═══ INPUT
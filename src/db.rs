use crate::config::AppConfig;
use crate::errors::ServiceError;
use metrics::{counter, gauge, histogram};
use migrations::{Migrator, MigratorTrait};
use sea_orm::{ConnectOptions, Database, DatabaseConnection};
use std::time::{Duration, Instant};
use tracing::{debug, error, info};

/// Type alias for a database connection pool
pub type DbPool = DatabaseConnection;

/// Configuration for database connection
#[derive(Debug, Clone)]
pub struct DbConfig {
    /// Database connection URL
    pub url: String,
    /// Maximum number of connections
    pub max_connections: u32,
    /// Minimum number of connections
    pub min_connections: u32,
    /// Connection timeout duration
    pub connect_timeout: Duration,
    /// Idle timeout duration
    pub idle_timeout: Duration,
    /// Acquire connection timeout
    pub acquire_timeout: Duration,
}

impl Default for DbConfig {
    fn default() -> Self {
        Self {
            url: String::new(),
            max_connections: 5,
            min_connections: 1,
            connect_timeout: Duration::from_secs(30),
            idle_timeout: Duration::from_secs(600),
            acquire_timeout: Duration::from_secs(8),
        }
    }
}

impl From<&AppConfig> for DbConfig {
    fn from(cfg: &AppConfig) -> Self {
        Self {
            url: cfg.database_url.clone(),
            max_connections: cfg.db_max_connections,
            min_connections: cfg.db_min_connections,
            connect_timeout: Duration::from_secs(cfg.db_connect_timeout_secs),
            idle_timeout: Duration::from_secs(cfg.db_idle_timeout_secs),
            acquire_timeout: Duration::from_secs(cfg.db_acquire_timeout_secs),
        }
    }
}

/// Establishes a connection pool to the database with default tuning
pub async fn establish_connection(database_url: &str) -> Result<DbPool, ServiceError> {
    let config = DbConfig {
        url: database_url.to_string(),
        ..Default::default()
    };

    establish_connection_with_config(&config).await
}

/// Establishes a connection pool to the database with custom configuration
///
/// # Errors
/// Returns `ServiceError::ConnectionError` if the pool cannot be opened
pub async fn establish_connection_with_config(config: &DbConfig) -> Result<DbPool, ServiceError> {
    debug!("Configuring database connection with: {:?}", config);

    let mut opt = ConnectOptions::new(config.url.clone());
    opt.max_connections(config.max_connections)
        .min_connections(config.min_connections)
        .connect_timeout(config.connect_timeout)
        .acquire_timeout(config.acquire_timeout)
        .idle_timeout(config.idle_timeout)
        .sqlx_logging(true);

    gauge!("reagent_forecast.db.max_connections", config.max_connections as f64);

    info!(
        "Connecting to database with max_connections={}",
        config.max_connections
    );

    let db_pool = Database::connect(opt).await.map_err(|e| {
        error!("Database connection establishment failed: {}", e);
        counter!("reagent_forecast.db.connection_failures", 1);
        ServiceError::ConnectionError(e.to_string())
    })?;

    info!("Database connection pool established successfully");

    Ok(db_pool)
}

/// Establish DB pool using AppConfig tuning
pub async fn establish_connection_from_app_config(cfg: &AppConfig) -> Result<DbPool, ServiceError> {
    let db_cfg: DbConfig = cfg.into();
    establish_connection_with_config(&db_cfg).await
}

/// Runs database migrations
///
/// # Errors
/// Returns `ServiceError::DatabaseError` if any migration fails
pub async fn run_migrations(pool: &DbPool) -> Result<(), ServiceError> {
    info!("Running database migrations");
    let start = Instant::now();

    let result = Migrator::up(pool, None)
        .await
        .map_err(ServiceError::DatabaseError);

    let elapsed = start.elapsed();
    match &result {
        Ok(_) => info!(
            "Database migrations completed successfully in {:?}",
            elapsed
        ),
        Err(e) => error!("Database migrations failed after {:?}: {}", elapsed, e),
    }

    result
}

/// Checks if the database connection is active
pub async fn check_connection(pool: &DbPool) -> Result<(), ServiceError> {
    debug!("Checking database connection");
    let start = Instant::now();

    let result = pool
        .ping()
        .await
        .map_err(|e| ServiceError::ConnectionError(e.to_string()));

    let elapsed = start.elapsed();
    match &result {
        Ok(_) => {
            debug!("Database connection check successful in {:?}", elapsed);
            histogram!(
                "reagent_forecast.db.connection_latency",
                elapsed.as_secs_f64()
            );
        }
        Err(e) => {
            error!(
                "Database connection check failed after {:?}: {}",
                elapsed, e
            );
            counter!("reagent_forecast.db.connection_failures", 1);
        }
    }

    result
}

/// Closes the database connection pool
pub async fn close_pool(pool: DbPool) -> Result<(), ServiceError> {
    info!("Closing database connection pool");

    pool.close().await.map_err(ServiceError::DatabaseError)
}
══════
◆ **TASK DETAILS**: The whole listing needs copying. Write it out exactly.

◆ **EXERCISE OUTPUT**:
filename src/db.rs
use crate::config::AppConfig;
use crate::errors::ServiceError;
use metrics::{counter, gauge, histogram};
use migrations::{Migrator, MigratorTrait};
use sea_orm::{ConnectOptions, Database, DatabaseConnection};
use std::time::{Duration, Instant};
use tracing::{debug, error, info};

/// Type alias for a database connection pool
pub type DbPool = DatabaseConnection;

/// Configuration for database connection
#[derive(Debug, Clone)]
pub struct DbConfig {
    /// Database connection URL
    pub url: String,
    /// Maximum number of connections
    pub max_connections: u32,
    /// Minimum number of connections
    pub min_connections: u32,
    /// Connection timeout duration
    pub connect_timeout: Duration,
    /// Idle timeout duration
    pub idle_timeout: Duration,
    /// Acquire connection timeout
    pub acquire_timeout: Duration,
}

impl Default for DbConfig {
    fn default() -> Self {
        Self {
            url: String::new(),
            max_connections: 5,
            min_connections: 1,
            connect_timeout: Duration::from_secs(30),
            idle_timeout: Duration::from_secs(600),
            acquire_timeout: Duration::from_secs(8),
        }
    }
}

impl From<&AppConfig> for DbConfig {
    fn from(cfg: &AppConfig) -> Self {
        Self {
            url: cfg.database_url.clone(),
            max_connections: cfg.db_max_connections,
            min_connections: cfg.db_min_connections,
            connect_timeout: Duration::from_secs(cfg.db_connect_timeout_secs),
            idle_timeout: Duration::from_secs(cfg.db_idle_timeout_secs),
            acquire_timeout: Duration::from_secs(cfg.db_acquire_timeout_secs),
        }
    }
}

/// Establishes a connection pool to the database with default tuning
pub async fn establish_connection(database_url: &str) -> Result<DbPool, ServiceError> {
    let config = DbConfig {
        url: database_url.to_string(),
        ..Default::default()
    };

    establish_connection_with_config(&config).await
}

/// Establishes a connection pool to the database with custom configuration
///
/// # Errors
/// Returns `ServiceError::ConnectionError` if the pool cannot be opened
pub async fn establish_connection_with_config(config: &DbConfig) -> Result<DbPool, ServiceError> {
    debug!("Configuring database connection with: {:?}", config);

    let mut opt = ConnectOptions::new(config.url.clone());
    opt.max_connections(config.max_connections)
        .min_connections(config.min_connections)
        .connect_timeout(config.connect_timeout)
        .acquire_timeout(config.acquire_timeout)
        .idle_timeout(config.idle_timeout)
        .sqlx_logging(true);

    gauge!("reagent_forecast.db.max_connections", config.max_connections as f64);

    info!(
        "Connecting to database with max_connections={}",
        config.max_connections
    );

    let db_pool = Database::connect(opt).await.map_err(|e| {
        error!("Database connection establishment failed: {}", e);
        counter!("reagent_forecast.db.connection_failures", 1);
        ServiceError::ConnectionError(e.to_string())
    })?;

    info!("Database connection pool established successfully");

    Ok(db_pool)
}

/// Establish DB pool using AppConfig tuning
pub async fn establish_connection_from_app_config(cfg: &AppConfig) -> Result<DbPool, ServiceError> {
    let db_cfg: DbConfig = cfg.into();
    establish_connection_with_config(&db_cfg).await
}

/// Runs database migrations
///
/// # Errors
/// Returns `ServiceError::DatabaseError` if any migration fails
pub async fn run_migrations(pool: &DbPool) -> Result<(), ServiceError> {
    info!("Running database migrations");
    let start = Instant::now();

    let result = Migrator::up(pool, None)
        .await
        .map_err(ServiceError::DatabaseError);

    let elapsed = start.elapsed();
    match &result {
        Ok(_) => info!(
            "Database migrations completed successfully in {:?}",
            elapsed
        ),
        Err(e) => error!("Database migrations failed after {:?}: {}", elapsed, e),
    }

    result
}

/// Checks if the database connection is active
pub async fn check_connection(pool: &DbPool) -> Result<(), ServiceError> {
    debug!("Checking database connection");
    let start = Instant::now();

    let result = pool
        .ping()
        .await
        .map_err(|e| ServiceError::ConnectionError(e.to_string()));

    let elapsed = start.elapsed();
    match &result {
        Ok(_) => {
            debug!("Database connection check successful in {:?}", elapsed);
            histogram!(
                "reagent_forecast.db.connection_latency",
                elapsed.as_secs_f64()
            );
        }
        Err(e) => {
            error!(
                "Database connection check failed after {:?}: {}",
                elapsed, e
            );
            counter!("reagent_forecast.db.connection_failures", 1);
        }
    }

    result
}

/// Closes the database connection pool
pub async fn close_pool(pool: DbPool) -> Result<(), ServiceError> {
    info!("Closing database connection pool");

    pool.close().await.map_err(ServiceError::DatabaseError)
}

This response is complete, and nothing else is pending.